━━━━━ Data

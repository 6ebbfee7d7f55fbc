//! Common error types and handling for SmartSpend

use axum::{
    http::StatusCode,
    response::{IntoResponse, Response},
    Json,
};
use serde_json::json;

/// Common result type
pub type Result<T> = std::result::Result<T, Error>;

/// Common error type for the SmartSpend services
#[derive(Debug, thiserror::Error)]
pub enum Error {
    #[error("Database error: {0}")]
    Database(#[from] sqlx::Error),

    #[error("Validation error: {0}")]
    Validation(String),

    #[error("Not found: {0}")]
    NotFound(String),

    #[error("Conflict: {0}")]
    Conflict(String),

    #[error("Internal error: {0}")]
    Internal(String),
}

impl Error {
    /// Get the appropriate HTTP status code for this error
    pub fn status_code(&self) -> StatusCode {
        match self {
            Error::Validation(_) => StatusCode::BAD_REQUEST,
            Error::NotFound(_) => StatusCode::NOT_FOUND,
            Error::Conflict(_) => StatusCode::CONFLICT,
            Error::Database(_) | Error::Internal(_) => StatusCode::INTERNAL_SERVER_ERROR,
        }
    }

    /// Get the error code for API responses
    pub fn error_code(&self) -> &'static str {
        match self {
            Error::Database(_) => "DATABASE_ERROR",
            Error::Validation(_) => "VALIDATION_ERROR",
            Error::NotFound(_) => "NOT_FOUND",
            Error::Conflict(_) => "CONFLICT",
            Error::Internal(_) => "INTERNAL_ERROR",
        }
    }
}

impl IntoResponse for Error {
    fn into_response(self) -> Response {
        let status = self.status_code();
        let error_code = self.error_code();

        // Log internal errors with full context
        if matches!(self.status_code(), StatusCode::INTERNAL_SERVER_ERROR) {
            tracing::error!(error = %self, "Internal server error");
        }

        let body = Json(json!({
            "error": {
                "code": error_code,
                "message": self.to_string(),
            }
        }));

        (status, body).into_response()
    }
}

━━━━━━━━━━

=== Your objective ===
Transcribe exactly, and only, the lines from the one bearing "use serde_json::json;" through the last line of the entries, counting both.

=== Answer for the task ===
use serde_json::json;

/// Common result type
pub type Result<T> = std::result::Result<T, Error>;

/// Common error type for the SmartSpend services
#[derive(Debug, thiserror::Error)]
pub enum Error {
    #[error("Database error: {0}")]
    Database(#[from] sqlx::Error),

    #[error("Validation error: {0}")]
    Validation(String),

    #[error("Not found: {0}")]
    NotFound(String),

    #[error("Conflict: {0}")]
    Conflict(String),

    #[error("Internal error: {0}")]
    Internal(String),
}

impl Error {
    /// Get the appropriate HTTP status code for this error
    pub fn status_code(&self) -> StatusCode {
        match self {
            Error::Validation(_) => StatusCode::BAD_REQUEST,
            Error::NotFound(_) => StatusCode::NOT_FOUND,
            Error::Conflict(_) => StatusCode::CONFLICT,
            Error::Database(_) | Error::Internal(_) => StatusCode::INTERNAL_SERVER_ERROR,
        }
    }

    /// Get the error code for API responses
    pub fn error_code(&self) -> &'static str {
        match self {
            Error::Database(_) => "DATABASE_ERROR",
            Error::Validation(_) => "VALIDATION_ERROR",
            Error::NotFound(_) => "NOT_FOUND",
            Error::Conflict(_) => "CONFLICT",
            Error::Internal(_) => "INTERNAL_ERROR",
        }
    }
}

impl IntoResponse for Error {
    fn into_response(self) -> Response {
        let status = self.status_code();
        let error_code = self.error_code();

        // Log internal errors with full context
        if matches!(self.status_code(), StatusCode::INTERNAL_SERVER_ERROR) {
            tracing::error!(error = %self, "Internal server error");
        }

        let body = Json(json!({
            "error": {
                "code": error_code,
                "message": self.to_string(),
            }
        }));

        (status, body).into_response()
    }
}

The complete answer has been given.